The next morning after hostel breakfast our guide & ride picked us up - a pickup truck with 5 seats in the cab, where we sat, and LOUD Ecuadorian music and political announcements playing on the CD player (we ended up asking to buy the CD after the ride, but it broke in my pack before getting back to Canada). We arrived at Laguna Verde where there was a little tourist market just setting up (although I'm willing to bet we were probably the only tourists they saw all day - it was a quiet time of year). We hadn't brought any $ with us but Bernardos, our guide, said it was ok to pay him later for anything we bought - so we bought some alpaca sweaters & gloves, nice & soft & warm (I put my sweater & gloves on right away 'cause it was a bit chilly up there). Then we headed off, accompanied by Bernardos and his 4-year-old son Milcan (who did the ENTIRE 5-hour hike with us, uncomplaining, never being carried, and only wanting his hand held near the very end - I was much heartened by this and hope when I have kids someday they'll be able to do a challenging 5-hour hike when they're 4 years old! And apparently Milcan had done it for the first time a year previously, when he was THREE, and several times in between).
We started at the lookout (el mirador) high above Laguna Verde. Pretty spec-tac-u-lar. Then, we headed along the western ridge alongside the laguna, up onto the highest edges of the volcanic crater and then down the other side where we could look across the beautiful green slopes & valleys and see Chugchilán, our destination. The sides of the trail were covered in beautiful wildflowers & Bernardos told us about their traditional & medicinal uses.

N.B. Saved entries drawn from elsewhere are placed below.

//! Wire codec for the MQTT 3.1.1 protocol: fixed/variable header parsing,
//! the length-prefixed primitive data types, and one encode/decode pair per
//! control packet.

mod binary_data;
mod bool_data;
mod byte_array;
mod connect_flags;
mod error;
mod header;
mod keep_alive;
mod packet_id;
mod protocol_level;
mod qos;
mod string_data;
pub mod topic;
pub mod utils;
mod v3;
mod var_int;

pub use binary_data::BinaryData;
pub use bool_data::BoolData;
pub use byte_array::{ByteArray, ByteArrayError};
pub use connect_flags::ConnectFlags;
pub use error::{DecodeError, EncodeError};
pub use header::{FixedHeader, Packet, PacketType};
pub use keep_alive::KeepAlive;
pub use packet_id::{PacketId, PacketIdAllocator};
pub use protocol_level::ProtocolLevel;
pub use qos::QoS;
pub use string_data::StringData;
pub use topic::{PubTopic, SubTopic};
pub use v3::{
    ConnectAckPacket, ConnectPacket, ConnectReturnCode, DisconnectPacket, PingRequestPacket,
    PingResponsePacket, PublishAckPacket, PublishCompletePacket, PublishPacket,
    PublishReceivedPacket, PublishReleasePacket, SubscribeAck, SubscribeAckPacket,
    SubscribePacket, SubscribeTopic, UnsubscribePacket, UnsubscribeAckPacket,
};
pub use u16_data::U16Data;
pub use u32_data::U32Data;
pub use var_int::{VarInt, VarIntError, MAX_PACKET_LEN};

mod u16_data;
mod u32_data;

/// Decode a value of `Self` from the front of a `ByteArray` cursor.
pub trait DecodePacket: Sized {
    /// # Errors
    ///
    /// Returns an error if the bytes remaining in `ba` do not hold a valid
    /// encoding of `Self`.
    fn decode(ba: &mut ByteArray) -> Result<Self, DecodeError>;
}

/// Append the wire encoding of `self` to `buf`.
pub trait EncodePacket {
    /// # Errors
    ///
    /// Returns an error if `self` cannot be represented on the wire (e.g. a
    /// length field would overflow).
    fn encode(&self, buf: &mut Vec<u8>) -> Result<usize, EncodeError>;
}

/// A fully decoded MQTT 3.1.1 control packet, dispatched on `PacketType`.
///
/// Produced by a connection's read loop once a complete frame (fixed header
/// plus however many bytes `remaining_length` names) has been buffered.
#[derive(Clone, Debug, PartialEq)]
pub enum MqttPacket {
    Connect(ConnectPacket),
    ConnectAck(ConnectAckPacket),
    Publish(PublishPacket),
    PublishAck(PublishAckPacket),
    PublishReceived(PublishReceivedPacket),
    PublishRelease(PublishReleasePacket),
    PublishComplete(PublishCompletePacket),
    Subscribe(SubscribePacket),
    SubscribeAck(SubscribeAckPacket),
    Unsubscribe(UnsubscribePacket),
    UnsubscribeAck(UnsubscribeAckPacket),
    PingRequest(PingRequestPacket),
    PingResponse(PingResponsePacket),
    Disconnect(DisconnectPacket),
}

impl MqttPacket {
    /// Decode exactly one packet from `ba`, which must hold precisely one
    /// frame (callers slice the frame out using the fixed header's
    /// `remaining_length` before calling this).
    ///
    /// # Errors
    ///
    /// Returns an error if the frame is malformed or its declared packet
    /// type has a body this codec does not decode (MQTT 5-only types).
    pub fn decode(buf: &[u8]) -> Result<Self, DecodeError> {
        let mut ba = ByteArray::new(buf);
        let mut peek = ByteArray::new(buf);
        let fixed_header = FixedHeader::decode(&mut peek)?;
        match fixed_header.packet_type() {
            PacketType::Connect => Ok(Self::Connect(ConnectPacket::decode(&mut ba)?)),
            PacketType::ConnectAck => Ok(Self::ConnectAck(ConnectAckPacket::decode(&mut ba)?)),
            PacketType::Publish { .. } => Ok(Self::Publish(PublishPacket::decode(&mut ba)?)),
            PacketType::PublishAck => Ok(Self::PublishAck(PublishAckPacket::decode(&mut ba)?)),
            PacketType::PublishReceived => {
                Ok(Self::PublishReceived(PublishReceivedPacket::decode(&mut ba)?))
            }
            PacketType::PublishRelease => {
                Ok(Self::PublishRelease(PublishReleasePacket::decode(&mut ba)?))
            }
            PacketType::PublishComplete => {
                Ok(Self::PublishComplete(PublishCompletePacket::decode(&mut ba)?))
            }
            PacketType::Subscribe => Ok(Self::Subscribe(SubscribePacket::decode(&mut ba)?)),
            PacketType::SubscribeAck => Ok(Self::SubscribeAck(SubscribeAckPacket::decode(&mut ba)?)),
            PacketType::Unsubscribe => Ok(Self::Unsubscribe(UnsubscribePacket::decode(&mut ba)?)),
            PacketType::UnsubscribeAck => {
                Ok(Self::UnsubscribeAck(UnsubscribeAckPacket::decode(&mut ba)?))
            }
            PacketType::PingRequest => Ok(Self::PingRequest(PingRequestPacket::decode(&mut ba)?)),
            PacketType::PingResponse => Ok(Self::PingResponse(PingResponsePacket::decode(&mut ba)?)),
            PacketType::Disconnect => Ok(Self::Disconnect(DisconnectPacket::decode(&mut ba)?)),
            PacketType::Auth => Err(DecodeError::InvalidPacketType),
        }
    }
}

impl EncodePacket for MqttPacket {
    fn encode(&self, buf: &mut Vec<u8>) -> Result<usize, EncodeError> {
        match self {
            Self::Connect(p) => p.encode(buf),
            Self::ConnectAck(p) => p.encode(buf),
            Self::Publish(p) => p.encode(buf),
            Self::PublishAck(p) => p.encode(buf),
            Self::PublishReceived(p) => p.encode(buf),
            Self::PublishRelease(p) => p.encode(buf),
            Self::PublishComplete(p) => p.encode(buf),
            Self::Subscribe(p) => p.encode(buf),
            Self::SubscribeAck(p) => p.encode(buf),
            Self::Unsubscribe(p) => p.encode(buf),
            Self::UnsubscribeAck(p) => p.encode(buf),
            Self::PingRequest(p) => p.encode(buf),
            Self::PingResponse(p) => p.encode(buf),
            Self::Disconnect(p) => p.encode(buf),
        }
    }
}

/// Protocol name carried by every CONNECT packet: MQTT 3.1.1 §3.1.2.1.
pub const PROTOCOL_NAME: &str = "MQTT";

/// Read a complete frame (fixed header + `remaining_length` bytes) off the
/// front of `buf` if one is fully buffered yet, without consuming partial
/// frames. Returns the frame length in bytes, so the caller can split it off
/// and hand it to [`MqttPacket::decode`].
///
/// # Errors
///
/// Returns an error if the bytes already buffered are not a valid fixed
/// header (e.g. a malformed varint).
pub fn next_frame_len(buf: &[u8]) -> Result<Option<usize>, DecodeError> {
    next_frame_len_limited(buf, None)
}

/// As [`next_frame_len`], but inspects the fixed header's `remaining_length`
/// before the payload is fully buffered and fails fast with
/// [`DecodeError::MessageTooLarge`] once it exceeds `max_remaining_length`
/// (spec.md §4.1's size-limit predicate: enforced on the header alone, so an
/// oversized frame is rejected without waiting for the rest of it to arrive).
/// `None` disables the check.
///
/// # Errors
///
/// Returns an error if the bytes already buffered are not a valid fixed
/// header, or the header declares a `remaining_length` over the limit.
pub fn next_frame_len_limited(
    buf: &[u8],
    max_remaining_length: Option<u32>,
) -> Result<Option<usize>, DecodeError> {
    if buf.is_empty() {
        return Ok(None);
    }
    let mut ba = ByteArray::new(buf);
    match FixedHeader::decode(&mut ba) {
        Ok(fixed_header) => {
            if let Some(limit) = max_remaining_length {
                if limit > 0 && fixed_header.remaining_length() as u64 > u64::from(limit) {
                    return Err(DecodeError::MessageTooLarge);
                }
            }
            let total = fixed_header.bytes() + fixed_header.remaining_length();
            if total <= buf.len() {
                Ok(Some(total))
            } else {
                Ok(None)
            }
        }
        Err(DecodeError::OutOfRangeError) => Ok(None),
        Err(e) => Err(e),
    }
}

One part of the trail went through farmer's fields on the outskirts of a tiny town where Bernardos introduced us to "oka" which tasted like a cross between a carrot & a potato, and "hava" beans (lima / fava beans). We went past a tiny school where everyone stared at the gringos walking by. We also saw lots of sheep & alpacas.
We stopped for lunch (tuna salad sandwiches, our backpacking-in-Ecuador staple meal!) on a cliff where Bernardos warned us the rest of the trail would be difficult, because we had a quick descent into the valley before us and then a steep ascent up the other side to get to Chugchilán. Yep, it was difficult, but also great!
The first part of the descent was through water-carved gullies, just-wide-enough-for-a-person tunnels through the rock with high walls on either side, which opened out into a switchback trail across the flower-covered cliff face. At the bottom, a river with a single skinny slanted log across it. We somewhat timidly crawled across, followed by Milcan (no fear!) and then Bernardos who calmly walked upright across it, no problem. Then we started our uphill journey, past farms & livestock & tiny houses with smoke curling up from their chimneys, remembering every so often to look back behind us across to the cliffs where we started.
Eventually the trail widened into a gravel road and we were almost back in Chugchilán. The last part of the trail wound past giant black pigs grazing at the side of the road but my camera had run out of batteries so no more photos!
Then it was back to the hostel for a well-deserved hot shower & a seat at the outdoor picnic table for papas fritas (fried potatoes) & hot chocolate with coconut rum. An excellent end to an excellent day.